_Exercise directions_.
Each line below that contains the word "bool" must be copied.

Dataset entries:
== == ==

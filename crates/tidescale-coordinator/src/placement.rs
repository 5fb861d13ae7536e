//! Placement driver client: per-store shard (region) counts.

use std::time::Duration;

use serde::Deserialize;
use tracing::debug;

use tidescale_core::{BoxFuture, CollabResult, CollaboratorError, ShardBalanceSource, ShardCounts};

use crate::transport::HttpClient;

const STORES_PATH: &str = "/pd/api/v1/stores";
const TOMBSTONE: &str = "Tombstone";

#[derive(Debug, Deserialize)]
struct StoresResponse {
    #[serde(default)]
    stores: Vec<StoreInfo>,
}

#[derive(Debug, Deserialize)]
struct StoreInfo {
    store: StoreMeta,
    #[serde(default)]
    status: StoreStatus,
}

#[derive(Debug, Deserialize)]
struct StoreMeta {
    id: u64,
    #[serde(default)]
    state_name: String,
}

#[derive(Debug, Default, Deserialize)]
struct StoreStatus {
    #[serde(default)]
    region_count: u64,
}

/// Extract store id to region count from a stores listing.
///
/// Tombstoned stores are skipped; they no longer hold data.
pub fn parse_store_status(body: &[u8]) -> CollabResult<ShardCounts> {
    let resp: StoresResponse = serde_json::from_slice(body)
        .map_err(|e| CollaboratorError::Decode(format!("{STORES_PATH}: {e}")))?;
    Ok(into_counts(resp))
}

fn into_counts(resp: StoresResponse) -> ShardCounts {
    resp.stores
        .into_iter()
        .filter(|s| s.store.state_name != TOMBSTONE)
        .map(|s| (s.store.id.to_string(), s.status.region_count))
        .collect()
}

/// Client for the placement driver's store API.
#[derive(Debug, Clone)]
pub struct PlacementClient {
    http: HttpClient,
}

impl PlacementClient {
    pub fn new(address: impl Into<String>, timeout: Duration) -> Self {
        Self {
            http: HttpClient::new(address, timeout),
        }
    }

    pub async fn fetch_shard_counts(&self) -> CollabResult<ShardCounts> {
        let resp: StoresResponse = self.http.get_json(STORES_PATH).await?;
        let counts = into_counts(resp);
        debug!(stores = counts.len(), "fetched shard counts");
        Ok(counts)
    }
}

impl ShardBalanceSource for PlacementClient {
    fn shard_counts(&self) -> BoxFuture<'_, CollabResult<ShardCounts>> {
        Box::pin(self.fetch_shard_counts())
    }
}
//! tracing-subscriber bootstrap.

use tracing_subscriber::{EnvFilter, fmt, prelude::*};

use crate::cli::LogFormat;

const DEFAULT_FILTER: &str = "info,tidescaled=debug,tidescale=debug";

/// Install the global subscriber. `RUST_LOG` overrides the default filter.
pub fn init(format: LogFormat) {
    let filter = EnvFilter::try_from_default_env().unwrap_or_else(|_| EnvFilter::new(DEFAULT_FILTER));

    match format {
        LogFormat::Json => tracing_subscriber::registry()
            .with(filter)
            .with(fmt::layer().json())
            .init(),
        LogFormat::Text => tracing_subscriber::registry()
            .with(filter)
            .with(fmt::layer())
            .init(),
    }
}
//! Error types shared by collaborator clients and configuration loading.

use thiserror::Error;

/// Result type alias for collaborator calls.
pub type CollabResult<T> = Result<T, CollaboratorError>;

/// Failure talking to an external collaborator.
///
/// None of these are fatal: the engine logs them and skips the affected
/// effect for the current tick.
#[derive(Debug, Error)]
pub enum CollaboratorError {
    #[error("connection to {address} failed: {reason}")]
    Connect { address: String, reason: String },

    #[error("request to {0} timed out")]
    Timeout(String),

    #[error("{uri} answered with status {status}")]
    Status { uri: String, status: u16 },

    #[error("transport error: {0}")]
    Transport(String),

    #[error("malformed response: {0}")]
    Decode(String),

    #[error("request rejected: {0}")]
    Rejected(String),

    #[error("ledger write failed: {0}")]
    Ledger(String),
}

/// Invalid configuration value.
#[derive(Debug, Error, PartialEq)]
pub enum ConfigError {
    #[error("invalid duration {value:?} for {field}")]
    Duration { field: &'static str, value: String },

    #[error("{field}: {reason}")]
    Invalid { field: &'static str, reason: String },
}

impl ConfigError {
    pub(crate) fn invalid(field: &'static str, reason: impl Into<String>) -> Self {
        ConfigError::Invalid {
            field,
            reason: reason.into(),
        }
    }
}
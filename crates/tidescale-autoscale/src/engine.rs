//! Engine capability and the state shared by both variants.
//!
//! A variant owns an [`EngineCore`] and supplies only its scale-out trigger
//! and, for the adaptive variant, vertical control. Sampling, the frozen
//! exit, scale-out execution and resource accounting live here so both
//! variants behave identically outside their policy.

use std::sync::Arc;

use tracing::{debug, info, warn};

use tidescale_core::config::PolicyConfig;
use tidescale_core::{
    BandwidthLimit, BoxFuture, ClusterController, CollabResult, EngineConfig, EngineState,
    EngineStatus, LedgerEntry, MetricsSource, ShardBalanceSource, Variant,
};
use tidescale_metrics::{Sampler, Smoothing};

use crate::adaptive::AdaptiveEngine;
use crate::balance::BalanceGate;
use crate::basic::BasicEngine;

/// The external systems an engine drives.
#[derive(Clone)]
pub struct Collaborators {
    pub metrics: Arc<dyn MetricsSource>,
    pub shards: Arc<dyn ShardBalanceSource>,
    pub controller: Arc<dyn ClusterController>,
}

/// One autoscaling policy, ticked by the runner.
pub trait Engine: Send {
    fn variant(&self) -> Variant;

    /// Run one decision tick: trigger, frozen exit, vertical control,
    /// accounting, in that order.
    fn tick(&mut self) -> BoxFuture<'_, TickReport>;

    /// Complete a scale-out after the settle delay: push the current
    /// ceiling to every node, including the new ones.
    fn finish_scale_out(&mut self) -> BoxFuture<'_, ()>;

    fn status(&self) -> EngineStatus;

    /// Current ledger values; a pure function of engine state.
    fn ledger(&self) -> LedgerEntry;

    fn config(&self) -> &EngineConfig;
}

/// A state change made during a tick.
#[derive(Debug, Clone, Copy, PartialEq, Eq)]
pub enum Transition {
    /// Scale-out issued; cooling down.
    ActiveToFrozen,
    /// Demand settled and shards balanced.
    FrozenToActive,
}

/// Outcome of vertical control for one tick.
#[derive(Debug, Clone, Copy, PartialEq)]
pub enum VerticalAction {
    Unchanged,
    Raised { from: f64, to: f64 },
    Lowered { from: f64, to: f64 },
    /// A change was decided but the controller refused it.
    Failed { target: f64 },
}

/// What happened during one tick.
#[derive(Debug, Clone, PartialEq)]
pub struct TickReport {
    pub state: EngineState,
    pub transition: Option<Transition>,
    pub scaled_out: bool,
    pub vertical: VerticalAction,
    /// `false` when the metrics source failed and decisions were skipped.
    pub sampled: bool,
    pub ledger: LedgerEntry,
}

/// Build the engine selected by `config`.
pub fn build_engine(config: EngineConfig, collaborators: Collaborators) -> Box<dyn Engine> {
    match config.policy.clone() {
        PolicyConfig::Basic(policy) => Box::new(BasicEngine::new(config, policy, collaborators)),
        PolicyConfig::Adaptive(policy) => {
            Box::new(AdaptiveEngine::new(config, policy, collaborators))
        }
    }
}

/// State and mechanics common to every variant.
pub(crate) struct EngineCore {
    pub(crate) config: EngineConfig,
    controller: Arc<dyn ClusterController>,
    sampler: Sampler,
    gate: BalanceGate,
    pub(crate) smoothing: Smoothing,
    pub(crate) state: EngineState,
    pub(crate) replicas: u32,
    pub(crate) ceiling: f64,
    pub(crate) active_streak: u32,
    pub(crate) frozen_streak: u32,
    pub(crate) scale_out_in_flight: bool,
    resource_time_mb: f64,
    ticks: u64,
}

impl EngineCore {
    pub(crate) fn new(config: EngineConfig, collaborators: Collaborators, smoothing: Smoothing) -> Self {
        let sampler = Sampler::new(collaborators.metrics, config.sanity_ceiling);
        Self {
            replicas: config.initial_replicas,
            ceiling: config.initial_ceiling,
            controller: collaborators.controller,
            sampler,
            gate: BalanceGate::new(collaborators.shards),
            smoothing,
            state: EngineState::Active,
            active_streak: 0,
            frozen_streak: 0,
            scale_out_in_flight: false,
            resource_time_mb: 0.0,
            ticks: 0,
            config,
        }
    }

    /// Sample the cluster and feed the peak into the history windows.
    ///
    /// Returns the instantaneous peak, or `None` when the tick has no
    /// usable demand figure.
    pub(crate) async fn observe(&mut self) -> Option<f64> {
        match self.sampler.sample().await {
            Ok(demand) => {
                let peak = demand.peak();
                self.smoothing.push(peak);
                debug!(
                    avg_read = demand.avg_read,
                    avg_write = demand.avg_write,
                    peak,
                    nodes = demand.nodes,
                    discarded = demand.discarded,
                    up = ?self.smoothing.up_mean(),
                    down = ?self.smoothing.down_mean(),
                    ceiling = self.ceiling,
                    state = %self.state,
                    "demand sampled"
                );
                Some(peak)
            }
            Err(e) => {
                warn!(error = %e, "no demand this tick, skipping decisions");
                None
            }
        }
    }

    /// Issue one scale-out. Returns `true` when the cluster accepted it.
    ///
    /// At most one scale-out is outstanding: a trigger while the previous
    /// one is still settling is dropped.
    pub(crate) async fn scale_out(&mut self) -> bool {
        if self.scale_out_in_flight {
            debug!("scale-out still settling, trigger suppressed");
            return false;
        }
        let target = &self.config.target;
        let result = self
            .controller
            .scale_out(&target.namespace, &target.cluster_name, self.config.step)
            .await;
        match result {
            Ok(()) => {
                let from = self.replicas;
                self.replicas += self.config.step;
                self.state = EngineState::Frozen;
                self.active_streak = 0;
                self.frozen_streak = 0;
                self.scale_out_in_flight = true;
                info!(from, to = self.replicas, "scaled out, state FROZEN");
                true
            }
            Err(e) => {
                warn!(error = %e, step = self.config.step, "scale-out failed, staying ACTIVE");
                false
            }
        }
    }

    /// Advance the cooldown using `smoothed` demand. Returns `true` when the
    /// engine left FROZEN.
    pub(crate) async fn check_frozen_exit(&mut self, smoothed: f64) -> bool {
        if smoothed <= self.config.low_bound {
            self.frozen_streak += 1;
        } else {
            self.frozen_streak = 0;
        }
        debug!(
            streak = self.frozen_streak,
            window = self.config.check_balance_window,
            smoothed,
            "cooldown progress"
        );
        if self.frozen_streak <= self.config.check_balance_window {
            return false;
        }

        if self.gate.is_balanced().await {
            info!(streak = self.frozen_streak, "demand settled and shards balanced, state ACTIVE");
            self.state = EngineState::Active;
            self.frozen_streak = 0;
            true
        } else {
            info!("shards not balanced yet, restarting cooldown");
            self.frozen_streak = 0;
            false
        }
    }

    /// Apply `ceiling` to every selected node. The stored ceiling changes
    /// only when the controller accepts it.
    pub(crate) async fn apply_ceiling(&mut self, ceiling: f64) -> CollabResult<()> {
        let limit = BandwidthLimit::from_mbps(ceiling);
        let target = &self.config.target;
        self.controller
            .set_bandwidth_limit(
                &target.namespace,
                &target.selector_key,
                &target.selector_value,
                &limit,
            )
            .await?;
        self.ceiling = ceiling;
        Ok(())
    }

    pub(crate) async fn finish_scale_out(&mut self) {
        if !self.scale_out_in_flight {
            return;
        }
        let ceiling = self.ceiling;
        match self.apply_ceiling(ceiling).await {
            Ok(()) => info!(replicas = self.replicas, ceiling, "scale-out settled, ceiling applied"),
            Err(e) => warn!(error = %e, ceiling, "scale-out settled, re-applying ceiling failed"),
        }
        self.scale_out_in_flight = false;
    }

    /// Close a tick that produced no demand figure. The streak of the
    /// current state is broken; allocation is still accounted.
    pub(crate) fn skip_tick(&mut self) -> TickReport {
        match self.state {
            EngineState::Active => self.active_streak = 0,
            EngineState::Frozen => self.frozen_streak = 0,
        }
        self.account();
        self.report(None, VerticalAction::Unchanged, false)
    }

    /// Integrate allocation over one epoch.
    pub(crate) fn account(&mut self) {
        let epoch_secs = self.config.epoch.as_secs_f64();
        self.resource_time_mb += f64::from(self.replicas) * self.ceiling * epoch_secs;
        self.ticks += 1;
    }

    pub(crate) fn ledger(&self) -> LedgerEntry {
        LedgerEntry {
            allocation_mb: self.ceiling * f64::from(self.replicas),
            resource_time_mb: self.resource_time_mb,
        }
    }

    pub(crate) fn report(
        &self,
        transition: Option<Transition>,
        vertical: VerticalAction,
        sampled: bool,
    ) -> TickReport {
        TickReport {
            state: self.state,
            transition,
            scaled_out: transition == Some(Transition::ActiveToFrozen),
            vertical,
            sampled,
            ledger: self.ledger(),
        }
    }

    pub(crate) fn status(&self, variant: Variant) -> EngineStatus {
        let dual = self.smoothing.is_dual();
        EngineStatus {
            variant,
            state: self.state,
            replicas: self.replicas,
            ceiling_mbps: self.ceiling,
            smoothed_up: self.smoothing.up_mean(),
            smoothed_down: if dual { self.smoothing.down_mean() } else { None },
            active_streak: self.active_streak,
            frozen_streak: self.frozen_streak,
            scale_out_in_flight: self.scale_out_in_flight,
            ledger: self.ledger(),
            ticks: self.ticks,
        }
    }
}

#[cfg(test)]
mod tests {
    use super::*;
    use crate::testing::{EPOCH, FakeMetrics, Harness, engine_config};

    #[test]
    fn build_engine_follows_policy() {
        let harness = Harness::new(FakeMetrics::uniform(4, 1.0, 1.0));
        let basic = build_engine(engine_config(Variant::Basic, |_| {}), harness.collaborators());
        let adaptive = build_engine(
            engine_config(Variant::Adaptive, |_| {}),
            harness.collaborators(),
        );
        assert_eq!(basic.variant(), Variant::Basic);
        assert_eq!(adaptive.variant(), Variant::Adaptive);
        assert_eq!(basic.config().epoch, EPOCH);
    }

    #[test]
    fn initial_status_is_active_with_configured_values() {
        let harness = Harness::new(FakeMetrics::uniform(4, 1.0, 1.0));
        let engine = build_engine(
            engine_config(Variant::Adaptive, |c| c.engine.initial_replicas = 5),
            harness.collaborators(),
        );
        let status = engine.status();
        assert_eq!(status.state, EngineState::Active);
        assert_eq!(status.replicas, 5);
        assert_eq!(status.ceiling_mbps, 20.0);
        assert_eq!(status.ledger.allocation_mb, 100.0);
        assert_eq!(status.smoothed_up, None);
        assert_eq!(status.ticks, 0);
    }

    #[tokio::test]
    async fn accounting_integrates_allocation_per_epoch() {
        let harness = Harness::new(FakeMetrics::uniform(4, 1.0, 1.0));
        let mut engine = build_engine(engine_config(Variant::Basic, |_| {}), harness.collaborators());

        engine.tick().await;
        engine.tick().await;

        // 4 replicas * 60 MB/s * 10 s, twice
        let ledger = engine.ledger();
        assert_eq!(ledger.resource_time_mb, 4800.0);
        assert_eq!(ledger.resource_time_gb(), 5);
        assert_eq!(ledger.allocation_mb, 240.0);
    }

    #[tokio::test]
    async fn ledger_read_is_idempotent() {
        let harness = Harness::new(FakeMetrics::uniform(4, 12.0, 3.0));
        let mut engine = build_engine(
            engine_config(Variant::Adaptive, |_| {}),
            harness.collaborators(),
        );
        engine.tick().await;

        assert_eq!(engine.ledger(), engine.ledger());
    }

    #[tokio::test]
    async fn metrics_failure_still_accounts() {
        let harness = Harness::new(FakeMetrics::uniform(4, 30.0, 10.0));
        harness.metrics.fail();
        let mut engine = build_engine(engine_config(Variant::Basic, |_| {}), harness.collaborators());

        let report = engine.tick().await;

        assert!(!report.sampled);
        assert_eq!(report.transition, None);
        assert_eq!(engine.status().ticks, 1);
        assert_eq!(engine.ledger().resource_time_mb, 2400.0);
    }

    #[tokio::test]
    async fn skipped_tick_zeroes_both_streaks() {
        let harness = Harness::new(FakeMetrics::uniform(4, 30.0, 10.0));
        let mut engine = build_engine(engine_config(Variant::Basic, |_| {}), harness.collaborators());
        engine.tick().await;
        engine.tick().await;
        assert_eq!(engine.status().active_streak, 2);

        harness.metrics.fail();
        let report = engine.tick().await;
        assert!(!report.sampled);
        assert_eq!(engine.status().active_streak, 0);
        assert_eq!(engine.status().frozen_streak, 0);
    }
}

== == ==

_Solution to this exercise_.
    pub scaled_out: bool,
    pub sampled: bool,
    pub(crate) scale_out_in_flight: bool,
    pub(crate) async fn scale_out(&mut self) -> bool {
    pub(crate) async fn check_frozen_exit(&mut self, smoothed: f64) -> bool {
        sampled: bool,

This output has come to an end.